The highlight of this week’s parashah is the reading of the Ten Commandments. While there are midrashic compilations on individual books of the Bible, the Ten Commandments merited having their own individual midrash, Midrash Aseret ha-Dibrot, the Midrash of the Ten Commandments. This midrash was edited during the Middle Ages and draws upon many sources, both Jewish and non-Jewish. It is not structured like a classical midrash, and Joel Rosenberg wrote that “[it] represents the transition in Jewish literature from interpretation of Scripture to pure fiction, in a more modern sense of the term.”

Below is an edited version of a story included in this midrash about the commandment against adultery, a story that describes the trials and tribulations of a certain Rabbi Meir.

A tale is told of Rabbi Meir, that he used to go up to Jerusalem on each and every festival. And he would stay at the home of Judah the Cook. The wife of this cook was a beautiful woman, and she was extremely conscientious about honoring Rabbi Meir whenever he came up to see them. In time, the wife of the Rabbi Judah died, and he married another woman…

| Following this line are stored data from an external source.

//! Random labelling instances (lattices, dense graphs, perturbations) with replay tokens.
//!
//! Purpose
//! - Provide small, deterministic instance streams for property tests, benches
//!   and the `cli` runner. Every draw is reproducible from `(seed, index)`.
//!
//! Model
//! - Lattice: `width × height` nodes in row-major order, 4- or 8-neighbour
//!   edges, independent terminal pulls per node. Some nodes get no pull at all
//!   so free nodes occur.
//! - Dense: every unordered pair becomes an edge with probability `edge_prob`,
//!   optionally with different weights per direction.
//! - Perturbation: extra terminal pulls and parallel edges on a bounded node
//!   subset. Weights are only ever added, matching the append-only graph.
//! - With `integral` set, weights are whole numbers so float sums stay exact.

use rand::rngs::StdRng;
use rand::{Rng, SeedableRng};
use std::fmt;

use crate::instance::Instance;
use crate::maxflow::GraphCut;

/// Error type shared by all generators.
#[derive(Debug)]
pub enum GeneratorError {
    InvalidParams { reason: String },
}

impl GeneratorError {
    fn invalid(reason: impl Into<String>) -> Self {
        Self::InvalidParams {
            reason: reason.into(),
        }
    }
}

impl fmt::Display for GeneratorError {
    fn fmt(&self, f: &mut fmt::Formatter<'_>) -> fmt::Result {
        match self {
            Self::InvalidParams { reason } => write!(f, "invalid generator params: {reason}"),
        }
    }
}

impl std::error::Error for GeneratorError {}

/// Replay token to make draws reproducible and indexable.
#[derive(Clone, Copy, Debug, PartialEq, Eq)]
pub struct ReplayToken {
    pub seed: u64,
    pub index: u64,
}

impl ReplayToken {
    /// Token for the `index`-th draw of the stream `seed`.
    pub fn new(seed: u64, index: u64) -> Self {
        Self { seed, index }
    }

    /// Next token of the same stream.
    pub fn next(self) -> Self {
        Self {
            seed: self.seed,
            index: self.index.wrapping_add(1),
        }
    }

    #[inline]
    fn to_std_rng(self) -> StdRng {
        // SplitMix64-style mixing, cheap and stable.
        fn mix(mut x: u64) -> u64 {
            x ^= x >> 30;
            x = x.wrapping_mul(0xbf58476d1ce4e5b9);
            x ^= x >> 27;
            x = x.wrapping_mul(0x94d049bb133111eb);
            x ^ (x >> 31)
        }
        let k = mix(self.seed ^ mix(self.index.wrapping_add(0x9e3779b97f4a7c15)));
        StdRng::seed_from_u64(k)
    }
}

/// Neighbourhood of a lattice node.
#[derive(Clone, Copy, Debug, PartialEq, Eq)]
pub enum Connectivity {
    Four,
    Eight,
}

/// Lattice sampler configuration.
#[derive(Clone, Copy, Debug)]
pub struct LatticeCfg {
    pub width: usize,
    pub height: usize,
    pub connectivity: Connectivity,
    /// Terminal pulls are drawn from `[0, terminal_max]`.
    pub terminal_max: f32,
    /// Edge weights are drawn from `[0, edge_max]`.
    pub edge_max: f32,
    /// Probability that a node gets no terminal pull. Clamped to [0, 1].
    pub free_prob: f64,
    pub integral: bool,
}

impl Default for LatticeCfg {
    fn default() -> Self {
        Self {
            width: 16,
            height: 16,
            connectivity: Connectivity::Four,
            terminal_max: 20.0,
            edge_max: 10.0,
            free_prob: 0.2,
            integral: true,
        }
    }
}

impl LatticeCfg {
    fn validate(&self) -> Result<(), GeneratorError> {
        if self.width == 0 || self.height == 0 {
            return Err(GeneratorError::invalid(
                "lattice needs a positive width and height",
            ));
        }
        check_weight("terminal_max", self.terminal_max)?;
        check_weight("edge_max", self.edge_max)
    }

    /// Number of undirected edges the lattice holds.
    pub fn edge_count(&self) -> usize {
        let (w, h) = (self.width, self.height);
        let axis = (w - 1) * h + w * (h - 1);
        match self.connectivity {
            Connectivity::Four => axis,
            Connectivity::Eight => axis + 2 * (w - 1) * (h - 1),
        }
    }
}

/// Dense random graph configuration.
#[derive(Clone, Copy, Debug)]
pub struct DenseCfg {
    pub nodes: usize,
    /// Probability that an unordered pair is joined. Clamped to [0, 1].
    pub edge_prob: f64,
    /// Draw the two directions independently instead of one symmetric weight.
    pub directed: bool,
    pub terminal_max: f32,
    pub edge_max: f32,
    pub free_prob: f64,
    pub integral: bool,
}

impl Default for DenseCfg {
    fn default() -> Self {
        Self {
            nodes: 8,
            edge_prob: 0.4,
            directed: true,
            terminal_max: 10.0,
            edge_max: 6.0,
            free_prob: 0.2,
            integral: true,
        }
    }
}

impl DenseCfg {
    fn validate(&self) -> Result<(), GeneratorError> {
        if self.nodes == 0 {
            return Err(GeneratorError::invalid("need at least one node"));
        }
        check_weight("terminal_max", self.terminal_max)?;
        check_weight("edge_max", self.edge_max)
    }
}

/// Perturbation configuration.
#[derive(Clone, Copy, Debug)]
pub struct PerturbCfg {
    /// Distinct nodes touched per perturbation (capped by the node count).
    pub touched: usize,
    /// Extra terminal pulls are drawn from `[0, terminal_max]`.
    pub terminal_max: f32,
    /// Probability that a touched node also gains a parallel edge to another node.
    pub edge_prob: f64,
    pub edge_max: f32,
    pub integral: bool,
}

impl Default for PerturbCfg {
    fn default() -> Self {
        Self {
            touched: 4,
            terminal_max: 30.0,
            edge_prob: 0.3,
            edge_max: 8.0,
            integral: true,
        }
    }
}

impl PerturbCfg {
    fn validate(&self) -> Result<(), GeneratorError> {
        check_weight("terminal_max", self.terminal_max)?;
        check_weight("edge_max", self.edge_max)
    }
}

/// Weight additions on a bounded node subset.
#[derive(Clone, Debug, Default, PartialEq)]
pub struct Perturbation {
    /// `(node, extra source, extra sink)`.
    pub terminals: Vec<(usize, f32, f32)>,
    /// `(a, b, weight_ab, weight_ba)` for new parallel edges.
    pub edges: Vec<(usize, usize, f32, f32)>,
}

impl Perturbation {
    /// Every node whose weights change, sorted and deduplicated.
    pub fn touched_nodes(&self) -> Vec<usize> {
        let mut nodes: Vec<usize> = self
            .terminals
            .iter()
            .map(|&(i, _, _)| i)
            .chain(self.edges.iter().flat_map(|&(a, b, _, _)| [a, b]))
            .collect();
        nodes.sort_unstable();
        nodes.dedup();
        nodes
    }

    pub fn apply_to_instance(&self, inst: &mut Instance) {
        for &(i, source, sink) in &self.terminals {
            inst.add_terminal(i, source, sink);
        }
        for &(a, b, wab, wba) in &self.edges {
            inst.add_edge(a, b, wab, wba);
        }
    }

    /// Add the weights to a live graph and mark every touched node for tree reuse.
    ///
    /// The graph needs `self.edges.len()` spare edges in its budget.
    pub fn apply_to_graph(&self, g: &mut GraphCut) {
        for &(i, source, sink) in &self.terminals {
            g.set_terminal_weights(i, source, sink);
        }
        for &(a, b, wab, wba) in &self.edges {
            g.set_edge_weights(a, b, wab, wba);
        }
        for i in self.touched_nodes() {
            g.mark_node(i);
        }
    }
}

/// Draw a lattice instance.
pub fn draw_lattice(cfg: LatticeCfg, tok: ReplayToken) -> Result<Instance, GeneratorError> {
    cfg.validate()?;
    let mut rng = tok.to_std_rng();
    let (w, h) = (cfg.width, cfg.height);
    let mut inst = Instance::new(w * h);
    for i in 0..w * h {
        let pull = draw_pull(&mut rng, cfg.free_prob, cfg.terminal_max, cfg.integral);
        if let Some((source, sink)) = pull {
            inst.add_terminal(i, source, sink);
        }
    }
    let id = |x: usize, y: usize| y * w + x;
    for y in 0..h {
        for x in 0..w {
            let mut neighbours = Vec::with_capacity(4);
            if x + 1 < w {
                neighbours.push(id(x + 1, y));
            }
            if y + 1 < h {
                neighbours.push(id(x, y + 1));
            }
            if cfg.connectivity == Connectivity::Eight && y + 1 < h {
                if x + 1 < w {
                    neighbours.push(id(x + 1, y + 1));
                }
                if x > 0 {
                    neighbours.push(id(x - 1, y + 1));
                }
            }
            for n in neighbours {
                let weight = draw_weight(&mut rng, cfg.edge_max, cfg.integral);
                inst.add_edge(id(x, y), n, weight, weight);
            }
        }
    }
    Ok(inst)
}

/// Draw a dense random instance.
pub fn draw_dense(cfg: DenseCfg, tok: ReplayToken) -> Result<Instance, GeneratorError> {
    cfg.validate()?;
    let mut rng = tok.to_std_rng();
    let p = cfg.edge_prob.clamp(0.0, 1.0);
    let mut inst = Instance::new(cfg.nodes);
    for i in 0..cfg.nodes {
        let pull = draw_pull(&mut rng, cfg.free_prob, cfg.terminal_max, cfg.integral);
        if let Some((source, sink)) = pull {
            inst.add_terminal(i, source, sink);
        }
    }
    for a in 0..cfg.nodes {
        for b in a + 1..cfg.nodes {
            if !rng.gen_bool(p) {
                continue;
            }
            let wab = draw_weight(&mut rng, cfg.edge_max, cfg.integral);
            let wba = if cfg.directed {
                draw_weight(&mut rng, cfg.edge_max, cfg.integral)
            } else {
                wab
            };
            inst.add_edge(a, b, wab, wba);
        }
    }
    Ok(inst)
}

/// Draw a perturbation of `inst` touching at most `cfg.touched` distinct nodes.
pub fn draw_perturbation(
    inst: &Instance,
    cfg: PerturbCfg,
    tok: ReplayToken,
) -> Result<Perturbation, GeneratorError> {
    cfg.validate()?;
    let n = inst.num_nodes();
    let mut rng = tok.to_std_rng();
    let picked = rand::seq::index::sample(&mut rng, n, cfg.touched.min(n)).into_vec();
    let mut out = Perturbation::default();
    for &i in &picked {
        let source = draw_weight(&mut rng, cfg.terminal_max, cfg.integral);
        let sink = draw_weight(&mut rng, cfg.terminal_max, cfg.integral);
        out.terminals.push((i, source, sink));
    }
    // partners come from the touched set so the touched count stays bounded
    if picked.len() >= 2 {
        for (k, &a) in picked.iter().enumerate() {
            if !rng.gen_bool(cfg.edge_prob.clamp(0.0, 1.0)) {
                continue;
            }
            let mut j = rng.gen_range(0..picked.len() - 1);
            if j >= k {
                j += 1;
            }
            let wab = draw_weight(&mut rng, cfg.edge_max, cfg.integral);
            let wba = draw_weight(&mut rng, cfg.edge_max, cfg.integral);
            out.edges.push((a, picked[j], wab, wba));
        }
    }
    Ok(out)
}

fn check_weight(name: &str, value: f32) -> Result<(), GeneratorError> {
    if !value.is_finite() || value < 0.0 {
        return Err(GeneratorError::invalid(format!(
            "{name} must be finite and >= 0, got {value}"
        )));
    }
    Ok(())
}

fn draw_weight<R: Rng>(rng: &mut R, max: f32, integral: bool) -> f32 {
    if integral {
        rng.gen_range(0..=max as u32) as f32
    } else {
        rng.gen::<f32>() * max
    }
}

fn draw_pull<R: Rng>(rng: &mut R, free_prob: f64, max: f32, integral: bool) -> Option<(f32, f32)> {
    if rng.gen_bool(free_prob.clamp(0.0, 1.0)) {
        return None;
    }
    Some((draw_weight(rng, max, integral), draw_weight(rng, max, integral)))
}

When the pilgrimage season came around, Rabbi Meir came to Jerusalem, where he went to stay at the house of Rabbi Judah the Cook. Rabbi Judah’s wife came before him, and Rabbi Meir said to her, “Call the wife of Rabbi Judah the Cook.” She replied, “Sir, his wife has died, and he has married me.” Thereupon, Rabbi Meir wept, and he turned away to go. She quickly grabbed Rabbi Meir by his garment and said to him, “Sir, my husband has already requested that I should care for your honor even more than his first wife did…”

Now, Rabbi Meir was a handsome young man, and she cast her gaze upon him and gave him so much to drink that he soon did not know his right from his left.” She suggested that he lie down, and when he did so, she went and lay with him until dawn. From his great drunkenness, he was not aware of her lying down or her rising up,” and he sported with her the entire night.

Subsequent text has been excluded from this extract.